Ramón Llanes. El olvido es un pequeño desconcierto de la memoria y un espejismo de la voluntad; el olvido puede ser también una terapia del recuerdo o un sosiego o un apartado incierto donde la nada se oscurece como un ambiguo resorte para seguir conservando todo aquello que no debe olvidarse. Ayer quise olvidar voluntariamente y no lo conseguí, no he aprendido a olvidar, no sé olvidar.
Quise componer un recuerdo que figuraba roto, pensé cada uno de los trozos, los enaltecí para darles mayor valor y las piezas se dejaron unir con toda su solvencia; cuando lo tuve restaurado lo disfruté mil veces -todo en la memoria-, le encontré las emociones y las viví, un rato, con la misma pasión. Y allí estaba todo, intacto, caliente como un pan nuevo, como si lo hubiese guardado ayer.
Me gustó tanto que empecé a revolver antiguas vivencias que habían desaparecido de mi control, quizá por la lejanía en el tiempo o quizá por la falta de huella que pudieron haber dejado en las células que controlan estas cosas. Hice acopio de mis eventos naturales, me esforcé en reconstruirlos, les tendí mi mano virtual, mi llamada amorosa, les devolví la ilusión por aparecer y se me vinieron a la sonrisa hasta ocuparla y privilegiarla; ¡cuánto deleite!

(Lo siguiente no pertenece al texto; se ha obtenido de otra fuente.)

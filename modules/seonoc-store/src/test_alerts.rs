use anyhow::Result;
use bson::doc;
use futures::TryStreamExt;
use mongodb::{Collection, Database};

use seonoc_common::types::TestAlertRecord;

#[derive(Clone)]
pub struct TestAlertRepo {
    coll: Collection<TestAlertRecord>,
}

impl TestAlertRepo {
    pub fn new(db: &Database) -> Self {
        Self {
            coll: db.collection("test_alerts"),
        }
    }

    pub async fn insert(&self, record: &TestAlertRecord) -> Result<()> {
        self.coll.insert_one(record).await?;
        Ok(())
    }

    pub async fn history(
        &self,
        limit: i64,
        domain_contains: Option<&str>,
    ) -> Result<Vec<TestAlertRecord>> {
        let mut filter = doc! {};
        if let Some(fragment) = domain_contains {
            // Substring match, case-insensitive, on the domain field.
            filter.insert(
                "domain",
                doc! { "$regex": regex_escape(fragment), "$options": "i" },
            );
        }
        let limit = if limit <= 0 { 50 } else { limit };
        let cursor = self
            .coll
            .find(filter)
            .sort(doc! { "created_at": -1 })
            .limit(limit)
            .await?;
        Ok(cursor.try_collect().await?)
    }
}

/// Escape regex metacharacters so a filter fragment matches literally.
fn regex_escape(s: &str) -> String {
    let mut out = String::with_capacity(s.len());
    for c in s.chars() {
        if "\\.+*?()|[]{}^$".contains(c) {
            out.push('\\');
        }
        out.push(c);
    }
    out
}

#[cfg(test)]
mod tests {
    use super::*;

    #[test]
    fn regex_escape_passes_plain_text() {
        assert_eq!(regex_escape("filter-test"), "filter-test");
    }

    #[test]
    fn regex_escape_quotes_metachars() {
        assert_eq!(regex_escape("a.b"), "a\\.b");
        assert_eq!(regex_escape("x(y)"), "x\\(y\\)");
    }
}
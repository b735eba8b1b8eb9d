//! Availability engine: interval scheduler, bounded probe pool, transition
//! alerting with 24 h per-(domain, alert type) dedup.

use std::sync::atomic::{AtomicBool, Ordering};
use std::sync::Arc;
use std::time::Duration as StdDuration;

use chrono::{Duration, Utc};
use futures::{stream, StreamExt};
use tracing::{info, warn};

use seonoc_common::settings::{MonitoringConfig, KEY_MONITORING_CONFIG};
use seonoc_common::throttle::{throttle_key, Throttle};
use seonoc_common::types::{AssetDomain, EventType, PingStatus, Severity};
use seonoc_graph::enrich_domain;
use seonoc_notify::NotificationRouter;
use seonoc_store::StoreClient;

use crate::alerts;
use crate::context::{alert_email_html, monitoring_context, seo_maps};
use crate::probe::{HttpProber, ProbeOutcome};
use crate::worker::sleep_with_cancel;

const PROBE_POOL_SIZE: usize = 25;
const ALERT_DEDUP_HOURS: i64 = 24;

pub struct AvailabilityWorker {
    store: StoreClient,
    router: Arc<NotificationRouter>,
    throttle: Arc<Throttle>,
    running: Arc<AtomicBool>,
}

#[derive(Debug, Default)]
pub struct PassStats {
    pub probed: usize,
    pub alerts: usize,
}

impl AvailabilityWorker {
    pub fn new(
        store: StoreClient,
        router: Arc<NotificationRouter>,
        throttle: Arc<Throttle>,
        running: Arc<AtomicBool>,
    ) -> Self {
        Self {
            store,
            router,
            throttle,
            running,
        }
    }

    pub fn spawn(self) -> tokio::task::JoinHandle<()> {
        tokio::spawn(async move { self.run().await })
    }

    pub async fn run(self) {
        info!("Availability worker started");
        while self.running.load(Ordering::Relaxed) {
            let config: MonitoringConfig = match self
                .store
                .settings()
                .get(KEY_MONITORING_CONFIG)
                .await
            {
                Ok(c) => c,
                Err(e) => {
                    warn!(error = %e, "Failed to read monitoring config");
                    MonitoringConfig::default()
                }
            };
            match self.run_pass(&config).await {
                Ok(stats) if stats.probed > 0 => {
                    info!(probed = stats.probed, alerts = stats.alerts, "Availability pass complete");
                }
                Ok(_) => {}
                Err(e) => warn!(error = %e, "Availability pass failed"),
            }
            if !sleep_with_cancel(
                &self.running,
                StdDuration::from_secs(config_interval(&self.store).await),
            )
            .await
            {
                break;
            }
        }
        info!("Availability worker stopped");
    }

    /// One scheduler wake-up: probe every due domain through a bounded
    /// pool. Each domain appears at most once per pass, so a domain is
    /// never probed concurrently with itself.
    pub async fn run_pass(&self, config: &MonitoringConfig) -> anyhow::Result<PassStats> {
        let now = Utc::now();
        let due: Vec<AssetDomain> = self
            .store
            .domains()
            .find_monitored()
            .await?
            .into_iter()
            .filter(|d| match d.last_checked_at {
                Some(checked) => checked + d.monitoring_interval.as_duration() <= now,
                None => true,
            })
            .collect();
        if due.is_empty() {
            return Ok(PassStats::default());
        }

        let prober = HttpProber::new(config.probe_timeout_secs);
        let results: Vec<(AssetDomain, ProbeOutcome)> = stream::iter(due)
            .map(|domain| {
                let prober = &prober;
                async move {
                    let outcome = prober.probe(&domain.domain_name).await;
                    (domain, outcome)
                }
            })
            .buffer_unordered(PROBE_POOL_SIZE)
            .collect()
            .await;

        let mut stats = PassStats {
            probed: results.len(),
            alerts: 0,
        };
        for (domain, outcome) in results {
            let previous = domain.ping_status;
            self.store
                .domains()
                .record_probe(
                    &domain.id,
                    outcome.status,
                    outcome.http_code,
                    outcome.soft_block,
                    Utc::now(),
                )
                .await?;

            if self
                .handle_transition(&domain, previous, &outcome, config)
                .await?
            {
                stats.alerts += 1;
            }
        }
        Ok(stats)
    }

    async fn handle_transition(
        &self,
        domain: &AssetDomain,
        previous: PingStatus,
        outcome: &ProbeOutcome,
        config: &MonitoringConfig,
    ) -> anyhow::Result<bool> {
        let dedup = Duration::hours(ALERT_DEDUP_HOURS);
        match outcome.status {
            PingStatus::Down if previous != PingStatus::Down => {
                if !self
                    .throttle
                    .allow(&throttle_key("down", &domain.domain_name), dedup)
                {
                    return Ok(false);
                }
                self.send_down_alert(domain, outcome).await;
                Ok(true)
            }
            PingStatus::SoftBlocked if previous != PingStatus::SoftBlocked => {
                if !self
                    .throttle
                    .allow(&throttle_key("soft_blocked", &domain.domain_name), dedup)
                {
                    return Ok(false);
                }
                self.send_soft_block_alert(domain, outcome).await;
                Ok(true)
            }
            PingStatus::Up
                if matches!(previous, PingStatus::Down | PingStatus::SoftBlocked)
                    && config.recovery_alerts_enabled =>
            {
                if !self
                    .throttle
                    .allow(&throttle_key("recovery", &domain.domain_name), dedup)
                {
                    return Ok(false);
                }
                self.router
                    .send_monitoring_text(&alerts::recovery_alert(&domain.domain_name, previous))
                    .await;
                Ok(true)
            }
            _ => Ok(false),
        }
    }

    /// Down alerts carry the full SEO context; severity is the enricher's,
    /// floored at HIGH.
    async fn send_down_alert(&self, domain: &AssetDomain, outcome: &ProbeOutcome) {
        let (entries, names) = match seo_maps(&self.store).await {
            Ok(maps) => maps,
            Err(e) => {
                warn!(error = %e, "Failed to load SEO maps for down alert");
                return;
            }
        };
        let ctx = enrich_domain(&domain.id, &entries, &names);
        let severity = ctx.severity.max(Severity::High);

        let context = match monitoring_context(
            &self.store,
            domain,
            &ctx,
            severity,
            &entries,
            &names,
            None,
            outcome.reason.as_deref(),
        )
        .await
        {
            Ok(c) => c,
            Err(e) => {
                warn!(error = %e, "Failed to build down-alert context");
                return;
            }
        };
        self.router
            .send_monitoring_event(EventType::DomainDown, &context)
            .await;
        self.router
            .send_admin_email(
                &alerts::email_subject("Domain Down", &domain.domain_name, severity),
                &alert_email_html(
                    "Domain Down",
                    &domain.domain_name,
                    severity,
                    outcome.reason.as_deref().unwrap_or("unreachable"),
                ),
                Some(severity),
            )
            .await;
    }

    /// Soft blocks are WARNING-grade: reachable, but functionally degraded.
    async fn send_soft_block_alert(&self, domain: &AssetDomain, outcome: &ProbeOutcome) {
        let Some(block) = outcome.soft_block else { return };
        let (entries, names) = match seo_maps(&self.store).await {
            Ok(maps) => maps,
            Err(e) => {
                warn!(error = %e, "Failed to load SEO maps for soft-block alert");
                return;
            }
        };
        let ctx = enrich_domain(&domain.id, &entries, &names);
        let structure = ctx
            .references
            .first()
            .map(|r| {
                seonoc_graph::enrich::network_snapshot_for(&r.network_id, &entries, &names)
            })
            .unwrap_or_default();
        self.router
            .send_monitoring_text(&alerts::soft_block_alert(
                &domain.domain_name,
                block,
                outcome.http_code,
                &ctx,
                &structure,
            ))
            .await;
    }
}

async fn config_interval(store: &StoreClient) -> u64 {
    store
        .settings()
        .get::<MonitoringConfig>(KEY_MONITORING_CONFIG)
        .await
        .map(|c| c.availability_interval_secs.max(5))
        .unwrap_or(60)
}
use std::collections::HashMap;

use seonoc_common::paths::node_label;
use seonoc_common::types::{DomainRole, StructureEntry};

use crate::tiers::{tier_label, TierMap};

/// "domain.com/path [Status]". Main nodes always show Primary.
pub fn format_node_with_status(
    domain_name: &str,
    path: Option<&str>,
    entry: &StructureEntry,
) -> String {
    let label = node_label(domain_name, path);
    let status = if entry.domain_role == DomainRole::Main {
        "Primary"
    } else {
        entry.domain_status.label()
    };
    format!("{label} [{status}]")
}

/// Full authority chain from a node to its final destination:
/// "node [Status] → node [Status] → main [Primary]". Cycle-guarded.
pub fn authority_chain(
    start: &StructureEntry,
    by_id: &HashMap<&str, &StructureEntry>,
    domains: &HashMap<String, String>,
) -> String {
    let mut parts = Vec::new();
    let mut visited: Vec<&str> = Vec::new();
    let mut current = start;

    loop {
        if visited.contains(&current.id.as_str()) {
            parts.push("⚠️ Circular Reference".to_string());
            break;
        }
        visited.push(current.id.as_str());

        let domain_name = domains
            .get(&current.asset_domain_id)
            .map(String::as_str)
            .unwrap_or("unknown");
        parts.push(format_node_with_status(
            domain_name,
            current.optimized_path.as_deref(),
            current,
        ));

        if current.domain_role == DomainRole::Main {
            break;
        }
        let Some(target_id) = current.target_entry_id.as_deref() else {
            break;
        };
        match by_id.get(target_id) {
            Some(target) => current = target,
            None => break,
        }
    }

    parts.join(" → ")
}

/// Serialize a network for notification bodies: nodes grouped by tier,
/// main-first then alphabetical within a group, each line carrying the full
/// authority chain.
pub fn structure_snapshot(
    entries: &[StructureEntry],
    domains: &HashMap<String, String>,
    tiers: &TierMap,
) -> String {
    if entries.is_empty() {
        return "No nodes in this network.".to_string();
    }

    let by_id: HashMap<&str, &StructureEntry> =
        entries.iter().map(|e| (e.id.as_str(), e)).collect();

    // tier → (sort key, chain)
    let mut groups: HashMap<Option<u32>, Vec<(u8, String, String)>> = HashMap::new();
    for entry in entries {
        let tier = tiers.tier(&entry.id);
        let chain = authority_chain(entry, &by_id, domains);
        let domain_name = domains
            .get(&entry.asset_domain_id)
            .cloned()
            .unwrap_or_default();
        let main_first = if entry.domain_role == DomainRole::Main { 0 } else { 1 };
        groups
            .entry(tier)
            .or_default()
            .push((main_first, domain_name, chain));
    }

    let mut ordered_tiers: Vec<Option<u32>> = groups.keys().copied().collect();
    // Ranked tiers ascending, orphans last.
    ordered_tiers.sort_by_key(|t| match t {
        Some(n) => (0, *n),
        None => (1, 0),
    });

    let mut lines = Vec::new();
    for tier in ordered_tiers {
        let mut nodes = groups.remove(&tier).unwrap_or_default();
        nodes.sort();
        lines.push(format!("<b>{}:</b>", tier_label(tier)));
        for (_, _, chain) in nodes {
            lines.push(format!("  • {chain}"));
        }
        lines.push(String::new());
    }
    while lines.last().is_some_and(|l| l.is_empty()) {
        lines.pop();
    }
    lines.join("\n")
}

#[cfg(test)]
mod tests {
    use super::*;
    use crate::testutil::{entry, main_entry, with_path, with_status};
    use crate::tiers::compute_tiers;
    use seonoc_common::types::NodeStatus;

    fn domains() -> HashMap<String, String> {
        [
            ("d-money".to_string(), "money.com".to_string()),
            ("d-support".to_string(), "support.com".to_string()),
            ("d-extra".to_string(), "extra.com".to_string()),
        ]
        .into()
    }

    #[test]
    fn chain_renders_status_per_hop() {
        let entries = vec![
            main_entry("m", "net", "d-money"),
            with_path(entry("s", "net", "d-support", Some("m")), "/blog"),
        ];
        let by_id: HashMap<&str, &StructureEntry> =
            entries.iter().map(|e| (e.id.as_str(), e)).collect();
        let chain = authority_chain(&entries[1], &by_id, &domains());
        assert_eq!(chain, "support.com/blog [Canonical] → money.com [Primary]");
    }

    #[test]
    fn chain_marks_cycles() {
        let entries = vec![
            with_status(entry("a", "net", "d-support", Some("b")), NodeStatus::Redirect301),
            with_status(entry("b", "net", "d-extra", Some("a")), NodeStatus::Redirect301),
        ];
        let by_id: HashMap<&str, &StructureEntry> =
            entries.iter().map(|e| (e.id.as_str(), e)).collect();
        let chain = authority_chain(&entries[0], &by_id, &domains());
        assert!(chain.ends_with("⚠️ Circular Reference"), "got {chain}");
    }

    #[test]
    fn snapshot_groups_by_tier_with_orphans_last() {
        let entries = vec![
            main_entry("m", "net", "d-money"),
            entry("s", "net", "d-support", Some("m")),
            entry("o", "net", "d-extra", None),
        ];
        let tiers = compute_tiers(&entries);
        let snapshot = structure_snapshot(&entries, &domains(), &tiers);

        let lp = snapshot.find("LP / Money Site").unwrap();
        let t1 = snapshot.find("Tier 1").unwrap();
        let orphan = snapshot.find("Orphan (Unlinked)").unwrap();
        assert!(lp < t1 && t1 < orphan, "tier order wrong:\n{snapshot}");
        assert!(snapshot.contains("  • support.com [Canonical] → money.com [Primary]"));
    }

    #[test]
    fn empty_network_has_placeholder() {
        let tiers = compute_tiers(&[]);
        assert_eq!(
            structure_snapshot(&[], &domains(), &tiers),
            "No nodes in this network."
        );
    }

    #[test]
    fn main_sorts_before_supporters_in_same_group() {
        // Two tier-0-adjacent nodes can't share a group, so check tier 1:
        // alphabetical by domain.
        let entries = vec![
            main_entry("m", "net", "d-money"),
            entry("s2", "net", "d-support", Some("m")),
            entry("s1", "net", "d-extra", Some("m")),
        ];
        let tiers = compute_tiers(&entries);
        let snapshot = structure_snapshot(&entries, &domains(), &tiers);
        let extra = snapshot.find("extra.com").unwrap();
        let support = snapshot.find("support.com [Canonical]").unwrap();
        assert!(extra < support, "alphabetical order wrong:\n{snapshot}");
    }
}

He pensado también -casi me ha dolido pensarlo- que la memoria guarda, por obligación, todo aquello que no fue útil o produjo malestar, desencanto o dolor; la memoria reserva un arsenal infinito de horas para hacerlas vivas cuando se le antoje. Rechacé esta posible opción, se me puso mala cara, se me trincharon las ganas de pensar y le perdí el respeto a la memoria. Me merezco conservar lo puro, lo emocionante y lo alegre, me dije. Pero mi vida es todo el recuerdo, toda la memoria; con sus sobresaltos, sus remiendos y sus veleidades; y no quiero apartarme, lo inventé y no puedo permitirme renunciar ni siquiera a la más insulsa de las moléculas que guardan lágrimas y efemérides de mi vida. Y me olvidaré de intentar olvidar.